In the face of all of this, many have questioned why authorities have not matched the worsening conditions with the same resoluteness and firmness seen in 2020. Afterall, it was the government’s swift action, competence and firm measures that were behind the reason for flattening the curve in the first place.
But an entire years’ worth of a pandemic is difficult to deal with. Qatar’s business community has been lobbying hard to sway authorities away from reimposing restrictions to allow for companies to recover from economic strain. It’s clear to see, though, that these business owners were shortsighted in their analysis of the situation, failing to see how a lack of imminent action to stop the spread of the virus now can and will deal a major blow to their pockets in the long-term.
Meanwhile, a source at Hamad Medical Corporation told Doha News that a change of leadership has also led to a lack of clear-cut strategy. Last year, Qatar’s health ministry appointed the director of HMC to implement strict measures – he did so successfully. However, a different official has since been given the reigns and sources say he has been “unable to steer the ship with the same efficiency as his predecessor”.
Last year, frontliners knew what to do, how to react and who to answer to. Directives and protocols have become too lax and vague since then, according to medical staff we’ve spoken to.
Possibly the clearest of differences between the circumstances of 2020 and 2021 is the increase of spread among children. Schools were shut for the majority of last year and children were banned from shopping malls and playgrounds at public parks. Since those restrictions were lifted, figures show a notable rise in Covid-19 positive cases particularly with the presence of the new UK strain.
But it’s not just authorities who have dropped the ball.
Needless to say, and as expected, the public has grown extremely tired of the global state of affairs. This fatigue has been clearly demonstrated across the world, where people have started to take a more lax approach to precautionary measures.
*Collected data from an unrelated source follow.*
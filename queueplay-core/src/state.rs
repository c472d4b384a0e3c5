use std::{ sync::Arc, time::Duration };

use tokio::sync::{ broadcast, watch };
use tokio_util::sync::CancellationToken;

use crate::{
    admission,
    commands::{ Command, PlayerStatus },
    item::PlayerItem,
    metadata::ItemMeta,
    queue::{ RepeatMode, ShuffleMode },
};

/// Published snapshot of everything observers may read.
#[derive(Debug, Clone)]
pub struct PlayerState {
    pub status: PlayerStatus,
    pub play_index: usize,
    /// Active queue ordering
    pub queue: Vec<Arc<PlayerItem>>,
    pub shuffle_mode: ShuffleMode,
    pub repeat_mode: RepeatMode,
    pub desired_rate: f32,
    pub has_engine: bool,
    pub current_meta: Option<ItemMeta>,
    pub elapsed: Duration,
    pub loaded_progress: f32,
    /// Bumped whenever the now-playing display must be pushed again
    pub refresh_epoch: u64,
}

impl Default for PlayerState {
    fn default() -> Self {
        Self {
            status: PlayerStatus::Ready,
            play_index: 0,
            queue: Vec::new(),
            shuffle_mode: ShuffleMode::Off,
            repeat_mode: RepeatMode::None,
            desired_rate: 1.0,
            has_engine: false,
            current_meta: None,
            elapsed: Duration::ZERO,
            loaded_progress: 0.0,
            refresh_epoch: 0,
        }
    }
}

impl PlayerState {
    pub fn can_run(&self, cmd: &Command) -> bool {
        admission::can_run(&self.status, self.play_index, self.queue.len(), self.has_engine, cmd)
    }

    pub fn current_item(&self) -> Option<&Arc<PlayerItem>> {
        self.queue.get(self.play_index)
    }

    pub fn current_duration(&self) -> Option<Duration> {
        self.current_meta.as_ref().and_then(|meta| meta.duration)
    }

    pub fn is_last_index(&self) -> bool {
        self.play_index + 1 >= self.queue.len()
    }

    /// Rate the output is actually running at: zero unless playing.
    pub fn effective_rate(&self) -> f32 {
        if self.status == PlayerStatus::Playing { self.desired_rate } else { 0.0 }
    }
}

type Selector<T> = Box<dyn Fn(&PlayerState) -> T + Send + Sync>;

/// A de-duplicated view on one aspect of the player state.
pub struct Projection<T> {
    rx: watch::Receiver<PlayerState>,
    select: Selector<T>,
    last: Option<T>,
    closed: CancellationToken,
}

impl<T: Clone + PartialEq> Projection<T> {
    pub(crate) fn new(
        rx: watch::Receiver<PlayerState>,
        closed: CancellationToken,
        select: impl Fn(&PlayerState) -> T + Send + Sync + 'static,
    ) -> Self {
        Self {
            rx,
            select: Box::new(select),
            last: None,
            closed,
        }
    }

    /// Current value, without waiting.
    pub fn get(&self) -> T {
        (self.select)(&*self.rx.borrow())
    }

    /// The current value on the first call, then every distinct change.
    ///
    /// Returns `None` once the player has been torn down.
    pub async fn next(&mut self) -> Option<T> {
        loop {
            let value = {
                let state = self.rx.borrow_and_update();
                (self.select)(&*state)
            };
            if self.last.as_ref() != Some(&value) {
                self.last = Some(value.clone());
                return Some(value);
            }
            tokio::select! {
                _ = self.closed.cancelled() => return None,
                changed = self.rx.changed() => {
                    if changed.is_err() {
                        return None;
                    }
                }
            }
        }
    }
}

/// Every distinct status the player goes through, in order.
pub struct StatusStream {
    current: Option<PlayerStatus>,
    rx: broadcast::Receiver<PlayerStatus>,
    closed: CancellationToken,
}

impl StatusStream {
    pub(crate) fn new(
        current: PlayerStatus,
        rx: broadcast::Receiver<PlayerStatus>,
        closed: CancellationToken,
    ) -> Self {
        Self { current: Some(current), rx, closed }
    }

    /// Returns `None` once the player has been torn down.
    pub async fn next(&mut self) -> Option<PlayerStatus> {
        if let Some(status) = self.current.take() {
            return Some(status);
        }
        loop {
            tokio::select! {
                biased;
                received = self.rx.recv() => match received {
                    Ok(status) => return Some(status),
                    Err(broadcast::error::RecvError::Lagged(n)) => {
                        log::warn!("Status stream lagged by {} updates; catching up", n);
                    }
                    Err(broadcast::error::RecvError::Closed) => return None,
                },
                _ = self.closed.cancelled() => return None,
            }
        }
    }
}

#[cfg(test)]
mod tests {
    use super::*;

    #[test]
    fn effective_rate_is_zero_unless_playing() {
        let mut state = PlayerState { desired_rate: 1.5, ..Default::default() };
        assert_eq!(state.effective_rate(), 0.0);
        state.status = PlayerStatus::Playing;
        assert_eq!(state.effective_rate(), 1.5);
        state.status = PlayerStatus::Paused;
        assert_eq!(state.effective_rate(), 0.0);
    }

    #[tokio::test]
    async fn projection_skips_unrelated_changes() {
        let (tx, rx) = watch::channel(PlayerState::default());
        let mut index = Projection::new(rx, CancellationToken::new(), |s| s.play_index);

        assert_eq!(index.next().await, Some(0));
        tx.send_modify(|s| s.desired_rate = 2.0);
        tx.send_modify(|s| s.play_index = 4);
        assert_eq!(index.next().await, Some(4));
    }

    #[tokio::test]
    async fn projection_ends_when_closed() {
        let (_tx, rx) = watch::channel(PlayerState::default());
        let closed = CancellationToken::new();
        let mut status = Projection::new(rx, closed.clone(), |s| s.status.clone());

        assert_eq!(status.next().await, Some(PlayerStatus::Ready));
        closed.cancel();
        assert_eq!(status.next().await, None);
    }
}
Those who wore masks, gloves and even sanitised their shopping before unpacking at home now barely think twice about such precautions. After a year of restrictions and lockdown, society is simply tired of distancing themselves from friends and loved ones, and many have started to mingle in large groups indoors.
Strength in numbers
Meanwhile, with the rollout of the nationwide inoculation drive, people have become more complacent and less concerned. Although we all welcome the latest scientific developments, no vaccine provides 100% protection from the virus and a source told Doha News that some who received the first dose of the vaccine have been admitted to hospital after catching the infection.
When the pandemic was first declared in March 2020, Qatari society came together, as was seen during the 2017 blockade, to work towards protecting the community as a whole. This swift responsiveness, undoubtedly triggered by a shock, has allowed Qatar to ride all waves and come out both unharmed and stronger.
An irresponsible approach by society, as well as a lack of urgency from authorities to combat the second wave, could see the pandemic linger around for a lot longer than expected.
It is crystal clear that the only way to battle Covid-19 is to unite as a community – when one person is infected, we are all at risk. It’s time now to unite once more to kick this virus to the curb, once and for all.